Deliver the solution to a puzzle about postal stamps and you could win the biggest prize in mathematics, says Ian Stewart
Solving postal problem could win million-dollar prize

EVER since a Babylonian scribe decided to teach his students arithmetic by setting them problems using the formula “I found a stone but did not weigh it…” mathematicians have celebrated the hidden depths of apparently everyday problems. They have found inspiration in slicing pies, tying knots and spinning coins. But even mathematicians have been surprised by the depth of the mystery that lurks behind an innocent question about postage stamps.

Suppose that your post office sells stamps with just two values: 2 cents and 5 cents. By combining these values, you can make up almost any whole number of cents. For example, to post a letter costing 9¢, you could stick one 5¢ stamp and two 2¢ stamps on the envelope. Two values that you cannot achieve are 1¢ and 3¢ – and in fact these are the only impossible amounts. You can produce any even amount using 2¢ stamps – given a big enough envelope – and any odd value from 5¢ upwards, using one 5¢ stamp and multiple 2¢ stamps.

This example is typical. Given an unlimited supply of stamps, there is always some key value above which any total can be achieved by sticking the right combination of stamps on the envelope. This is also true if you have more than two denominations of stamp available.

But the million-dollar question is this: with n denominations of stamps available, what is that key value? The first person to consider a simple version of this question was James Joseph Sylvester in 1883 (to be precise, he was dealing with coins, but for our purposes we’ll stick with stamps). Sylvester came up with a simple formula for finding this key value when dealing with just two denominations (see “Pushing the envelope”).

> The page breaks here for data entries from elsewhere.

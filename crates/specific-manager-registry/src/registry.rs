// Copyright (C) 2025 SyncMyOrders Sp. z o.o.
// SPDX-License-Identifier: AGPL-3.0-or-later
//! SSM Registry
//!
//! In-memory registry of service-specific managers keyed by name.
//! Names are unique for the lifetime of the process and statuses only move
//! forward through the lifecycle state machine.

use std::collections::HashMap;
use std::fmt;

use chrono::{DateTime, Utc};
use parking_lot::RwLock;
use serde::{Deserialize, Serialize};
use tokio::sync::Notify;
use uuid::Uuid;

use crate::error::{Error, Result};

/// SSM status as tracked by the registry.
#[derive(Debug, Clone, Copy, PartialEq, Eq, Hash, Serialize, Deserialize)]
#[serde(rename_all = "lowercase")]
pub enum SsmStatus {
    /// Known but not yet confirmed running.
    Pending,
    /// Registered and running.
    Running,
    /// Failed; terminal until a fresh registration.
    Failed,
    /// Stopped on request; terminal until a fresh registration.
    Killed,
}

impl SsmStatus {
    /// Check if this is a terminal status
    pub fn is_terminal(&self) -> bool {
        matches!(self, SsmStatus::Failed | SsmStatus::Killed)
    }

    /// Get the status string
    pub fn as_str(&self) -> &'static str {
        match self {
            SsmStatus::Pending => "pending",
            SsmStatus::Running => "running",
            SsmStatus::Failed => "failed",
            SsmStatus::Killed => "killed",
        }
    }

    /// Whether the state machine allows moving from `self` to `next`.
    ///
    /// Re-applying the current status is always allowed and is a no-op.
    pub fn can_transition_to(&self, next: SsmStatus) -> bool {
        if *self == next {
            return true;
        }
        matches!(
            (self, next),
            (SsmStatus::Pending, SsmStatus::Running)
                | (SsmStatus::Pending, SsmStatus::Failed)
                | (SsmStatus::Running, SsmStatus::Killed)
                | (SsmStatus::Running, SsmStatus::Failed)
        )
    }
}

impl fmt::Display for SsmStatus {
    fn fmt(&self, f: &mut fmt::Formatter<'_>) -> fmt::Result {
        f.write_str(self.as_str())
    }
}

impl std::str::FromStr for SsmStatus {
    type Err = Error;

    fn from_str(s: &str) -> Result<Self> {
        match s {
            "pending" => Ok(SsmStatus::Pending),
            "running" => Ok(SsmStatus::Running),
            "failed" => Ok(SsmStatus::Failed),
            "killed" => Ok(SsmStatus::Killed),
            other => Err(Error::InvalidRequest(format!("unknown SSM status '{}'", other))),
        }
    }
}

/// Self-reported details of an SSM announcing itself.
#[derive(Debug, Clone, PartialEq, Eq)]
pub struct SsmRegistration {
    /// Unique SSM name chosen by the SSM.
    pub name: String,
    /// SSM version.
    pub version: String,
    /// Free-text description.
    pub description: String,
}

/// Registry entry for one SSM.
#[derive(Debug, Clone, PartialEq, Eq, Serialize, Deserialize)]
pub struct SsmRecord {
    /// Unique SSM name
    pub name: String,
    /// SSM version
    pub version: String,
    /// Free-text description
    pub description: String,
    /// Server-assigned identifier, fixed at registration
    pub identifier: Uuid,
    /// Current status
    pub status: SsmStatus,
    /// Diagnostic, only set while status is failed
    pub error: Option<String>,
    /// When the SSM registered
    pub registered_at: DateTime<Utc>,
}

/// Registry of known SSMs.
///
/// Constructed once per process and shared by reference. Mutation is
/// internally synchronized; callers that need a name to stay stable across
/// several calls serialize on that name themselves.
#[derive(Debug, Default)]
pub struct Registry {
    records: RwLock<HashMap<String, SsmRecord>>,
    changed: Notify,
}

impl Registry {
    /// Create an empty registry
    pub fn new() -> Self {
        Self::default()
    }

    /// Register a new SSM.
    ///
    /// Assigns a fresh identifier and marks the SSM as running. Fails with
    /// [`Error::DuplicateRegistration`] if the name is taken; the existing
    /// record is left untouched.
    pub fn register(&self, registration: SsmRegistration) -> Result<SsmRecord> {
        let record = {
            let mut records = self.records.write();
            if records.contains_key(&registration.name) {
                return Err(Error::DuplicateRegistration(registration.name));
            }

            let record = SsmRecord {
                name: registration.name,
                version: registration.version,
                description: registration.description,
                identifier: Uuid::new_v4(),
                status: SsmStatus::Running,
                error: None,
                registered_at: Utc::now(),
            };
            records.insert(record.name.clone(), record.clone());
            record
        };

        self.changed.notify_waiters();

        tracing::info!(
            ssm_name = %record.name,
            identifier = %record.identifier,
            version = %record.version,
            "Registered SSM"
        );

        Ok(record)
    }

    /// Get a copy of the record for `name`
    pub fn get(&self, name: &str) -> Result<SsmRecord> {
        self.records
            .read()
            .get(name)
            .cloned()
            .ok_or_else(|| Error::NotFound(name.to_string()))
    }

    /// Update the status of an existing SSM.
    ///
    /// `error` is kept only when the new status is [`SsmStatus::Failed`].
    pub fn update_status(
        &self,
        name: &str,
        status: SsmStatus,
        error: Option<String>,
    ) -> Result<SsmRecord> {
        let mut records = self.records.write();
        let record = records
            .get_mut(name)
            .ok_or_else(|| Error::NotFound(name.to_string()))?;

        if !record.status.can_transition_to(status) {
            return Err(Error::InvalidTransition {
                name: name.to_string(),
                from: record.status,
                to: status,
            });
        }

        let previous = record.status;
        record.status = status;
        record.error = if status == SsmStatus::Failed {
            error
        } else {
            None
        };

        tracing::debug!(
            ssm_name = %name,
            from = %previous,
            to = %status,
            "Updated SSM status"
        );

        Ok(record.clone())
    }

    /// Check whether an SSM with this name is registered
    pub fn contains(&self, name: &str) -> bool {
        self.records.read().contains_key(name)
    }

    /// All records, sorted by name
    pub fn list(&self) -> Vec<SsmRecord> {
        let mut records: Vec<SsmRecord> = self.records.read().values().cloned().collect();
        records.sort_by(|a, b| a.name.cmp(&b.name));
        records
    }

    /// Number of registered SSMs
    pub fn len(&self) -> usize {
        self.records.read().len()
    }

    /// Whether the registry is empty
    pub fn is_empty(&self) -> bool {
        self.records.read().is_empty()
    }

    /// Resolves on the next successful registration.
    ///
    /// Only futures that exist (and are enabled or polled) at the time of
    /// the registration are woken.
    pub fn changed(&self) -> tokio::sync::futures::Notified<'_> {
        self.changed.notified()
    }
}
// Copyright (C) 2025 SyncMyOrders Sp. z o.o.
// SPDX-License-Identifier: AGPL-3.0-or-later
//! Topic-based message transport.
//!
//! The registry talks to the platform over named topics. Request topics have
//! exactly one endpoint and a reply per request; notification topics fan out
//! to every subscriber. [`LocalBus`] implements both in-process.

use std::collections::HashMap;
use std::sync::Arc;
use std::time::Duration;

use async_trait::async_trait;
use parking_lot::Mutex;
use tokio::sync::{mpsc, oneshot};
use tracing::{debug, warn};

use crate::config::DEFAULT_BUS_REPLY_TIMEOUT;

/// Queue depth of every endpoint and subscription channel.
const CHANNEL_CAPACITY: usize = 64;

/// Transport errors.
#[derive(Debug, thiserror::Error)]
pub enum TransportError {
    /// Another endpoint already serves this topic.
    #[error("Endpoint already registered for topic {0}")]
    EndpointExists(String),

    /// Nobody serves this topic.
    #[error("No endpoint for topic {0}")]
    NoEndpoint(String),

    /// The endpoint did not reply in time.
    #[error("No reply on topic {topic} within {timeout:?}")]
    ReplyTimeout {
        /// Topic the request was sent to.
        topic: String,
        /// How long we waited.
        timeout: Duration,
    },

    /// The other side went away.
    #[error("Channel closed on topic {0}")]
    Closed(String),
}

/// Result type for transport operations.
pub type Result<T> = std::result::Result<T, TransportError>;

/// A request delivered to an endpoint, carrying its reply channel.
#[derive(Debug)]
pub struct InboundRequest {
    /// Topic the request arrived on
    pub topic: String,
    /// Raw payload
    pub payload: String,
    reply: oneshot::Sender<String>,
}

impl InboundRequest {
    /// Send the reply. Fails if the requester stopped waiting.
    pub fn reply(self, payload: String) -> Result<()> {
        self.reply
            .send(payload)
            .map_err(|_| TransportError::Closed(self.topic))
    }
}

/// Message transport capability.
#[async_trait]
pub trait Transport: Send + Sync {
    /// Human-readable transport name for logging.
    fn name(&self) -> &'static str;

    /// Serve request/reply traffic on `topic`.
    async fn register_endpoint(&self, topic: &str) -> Result<mpsc::Receiver<InboundRequest>>;

    /// Receive every notification published on `topic`.
    async fn subscribe(&self, topic: &str) -> Result<mpsc::Receiver<String>>;

    /// Publish a notification. Succeeds even with no subscribers.
    async fn publish(&self, topic: &str, payload: String) -> Result<()>;

    /// Send a request and wait for the reply.
    async fn request(&self, topic: &str, payload: String) -> Result<String>;
}

#[derive(Default)]
struct BusState {
    endpoints: HashMap<String, mpsc::Sender<InboundRequest>>,
    subscribers: HashMap<String, Vec<mpsc::Sender<String>>>,
}

/// In-process topic bus.
#[derive(Clone)]
pub struct LocalBus {
    state: Arc<Mutex<BusState>>,
    reply_timeout: Duration,
}

impl Default for LocalBus {
    fn default() -> Self {
        Self::new(DEFAULT_BUS_REPLY_TIMEOUT)
    }
}

impl LocalBus {
    /// Create a bus whose requests give up after `reply_timeout`.
    pub fn new(reply_timeout: Duration) -> Self {
        Self {
            state: Arc::new(Mutex::new(BusState::default())),
            reply_timeout,
        }
    }

    /// Reply timeout applied to [`Transport::request`].
    pub fn reply_timeout(&self) -> Duration {
        self.reply_timeout
    }

    /// Whether a live endpoint serves `topic`.
    pub fn has_endpoint(&self, topic: &str) -> bool {
        self.state
            .lock()
            .endpoints
            .get(topic)
            .is_some_and(|tx| !tx.is_closed())
    }
}

#[async_trait]
impl Transport for LocalBus {
    fn name(&self) -> &'static str {
        "local"
    }

    async fn register_endpoint(&self, topic: &str) -> Result<mpsc::Receiver<InboundRequest>> {
        let mut state = self.state.lock();
        if state.endpoints.get(topic).is_some_and(|tx| !tx.is_closed()) {
            return Err(TransportError::EndpointExists(topic.to_string()));
        }

        let (tx, rx) = mpsc::channel(CHANNEL_CAPACITY);
        state.endpoints.insert(topic.to_string(), tx);
        debug!(topic = %topic, "Endpoint registered");
        Ok(rx)
    }

    async fn subscribe(&self, topic: &str) -> Result<mpsc::Receiver<String>> {
        let (tx, rx) = mpsc::channel(CHANNEL_CAPACITY);
        self.state
            .lock()
            .subscribers
            .entry(topic.to_string())
            .or_default()
            .push(tx);
        debug!(topic = %topic, "Subscribed");
        Ok(rx)
    }

    async fn publish(&self, topic: &str, payload: String) -> Result<()> {
        let subscribers = {
            let mut state = self.state.lock();
            match state.subscribers.get_mut(topic) {
                Some(list) => {
                    list.retain(|tx| !tx.is_closed());
                    list.clone()
                }
                None => Vec::new(),
            }
        };

        debug!(topic = %topic, subscribers = subscribers.len(), "Publishing");

        for tx in subscribers {
            if tx.send(payload.clone()).await.is_err() {
                warn!(topic = %topic, "Subscriber dropped during publish");
            }
        }
        Ok(())
    }

    async fn request(&self, topic: &str, payload: String) -> Result<String> {
        let endpoint = self
            .state
            .lock()
            .endpoints
            .get(topic)
            .cloned()
            .ok_or_else(|| TransportError::NoEndpoint(topic.to_string()))?;

        let (reply_tx, reply_rx) = oneshot::channel();
        endpoint
            .send(InboundRequest {
                topic: topic.to_string(),
                payload,
                reply: reply_tx,
            })
            .await
            .map_err(|_| TransportError::NoEndpoint(topic.to_string()))?;

        match tokio::time::timeout(self.reply_timeout, reply_rx).await {
            Ok(Ok(reply)) => Ok(reply),
            Ok(Err(_)) => Err(TransportError::Closed(topic.to_string())),
            Err(_) => Err(TransportError::ReplyTimeout {
                topic: topic.to_string(),
                timeout: self.reply_timeout,
            }),
        }
    }
}
// Copyright (C) 2025 SyncMyOrders Sp. z o.o.
// SPDX-License-Identifier: AGPL-3.0-or-later
//! Error types for the Specific Manager Registry.

use thiserror::Error;

use crate::registry::SsmStatus;

/// Registry errors.
#[derive(Debug, Error)]
#[non_exhaustive]
pub enum Error {
    /// Configuration loading failed.
    #[error("Configuration error: {0}")]
    Config(#[from] crate::config::ConfigError),

    /// Database operation failed.
    #[error("Database error: {0}")]
    Database(#[from] sqlx::Error),

    /// Database migration failed.
    #[error("Migration error: {0}")]
    Migration(#[from] sqlx::migrate::MigrateError),

    /// YAML serialization/deserialization failed.
    #[error("YAML error: {0}")]
    Yaml(#[from] serde_yaml::Error),

    /// Container engine operation failed.
    #[error("Engine error: {0}")]
    Engine(#[from] crate::engine::EngineError),

    /// Transport operation failed.
    #[error("Transport error: {0}")]
    Transport(#[from] crate::transport::TransportError),

    /// An SSM with this name is already registered.
    #[error("SSM already registered: {0}")]
    DuplicateRegistration(String),

    /// No SSM with this name is known.
    #[error("SSM not found: {0}")]
    NotFound(String),

    /// The SSM did not register within the wait window.
    #[error("SSM did not register in time: {0}")]
    RegistrationTimeout(String),

    /// Pulling the SSM image failed.
    #[error("Pull failed for {name}: {reason}")]
    PullFailure {
        /// SSM name.
        name: String,
        /// Failure reason reported by the engine.
        reason: String,
    },

    /// Starting the SSM container failed.
    #[error("Start failed for {name}: {reason}")]
    StartFailure {
        /// SSM name.
        name: String,
        /// Failure reason reported by the engine.
        reason: String,
    },

    /// Stopping the SSM container failed.
    #[error("Stop failed for {name}: {reason}")]
    StopFailure {
        /// SSM name.
        name: String,
        /// Failure reason reported by the engine.
        reason: String,
    },

    /// The requested status change is not allowed.
    #[error("Invalid status transition for {name}: {from} -> {to}")]
    InvalidTransition {
        /// SSM name.
        name: String,
        /// Current status.
        from: SsmStatus,
        /// Requested status.
        to: SsmStatus,
    },

    /// Request validation failed.
    #[error("Invalid request: {0}")]
    InvalidRequest(String),

    /// Other error.
    #[error("{0}")]
    Other(String),
}

/// Result type using the registry Error.
pub type Result<T> = std::result::Result<T, Error>;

In its general form, the postage-stamp problem really could be a million-dollar question: the Clay Mathematics Institute in Cambridge, Massachusetts, is offering exactly that amount to anyone who can solve a problem that is logically equivalent to it. We now have tantalising new hints that the postage-stamp problem – and therefore, perhaps, the related million-dollar enigma – might not be as daunting as it appears. So considering how to pay for posting our mail might lead to a breakthrough in one of the most significant mathematical problems of the 21st century.

It will never compute

The issue centres around the cost of solving a problem – not in dollars and cents, but in computational effort. We measure the difficulty of a calculation by the number of basic computational steps needed to complete it: for a particular size of problem – often measured in terms of the number of digits in the number to be crunched – what is the “running time” of the algorithm concerned? If the problem concerns 50-digit numbers rather than 25-digit numbers, say, how much longer does the algorithm take to get the answer? What about 100-digit numbers, or any number of digits? It should be noted that this running time is an abstract notion, related but not equivalent to the actual time taken by any given computer.

In broad terms, a computational method is practical – “efficient” or “easy”, if you prefer to look at it that way – if the running time grows in step with some fixed power of the number of digits required to pose the question. For example, an algorithm for testing a number n to see whether it is prime may have a running time linked to the sixth power of the number of digits of n.

Such algorithms are said to be “class P”, where the “P” stands for “polynomial”. Algorithms that run in polynomial time are relatively stable: they do not get wildly slower with small increases in the size of the input. In contrast, non-P algorithms are generally impractical – “inefficient”or “hard” – and become unmanageable with relatively small increases in input size. It’s not quite that straightforward, because some non-P algorithms are pretty efficient until the input size gets very big indeed, while some P algorithms depend on a parameter which isso large that they couldn’t actually run within a human lifetime. Nevertheless, the distinction between P and non-P seems to be the most basic and important distinction in problems about the efficiency of algorithms – a way to formalise the intuitive ideas of “easy to compute” versus “hard to compute”.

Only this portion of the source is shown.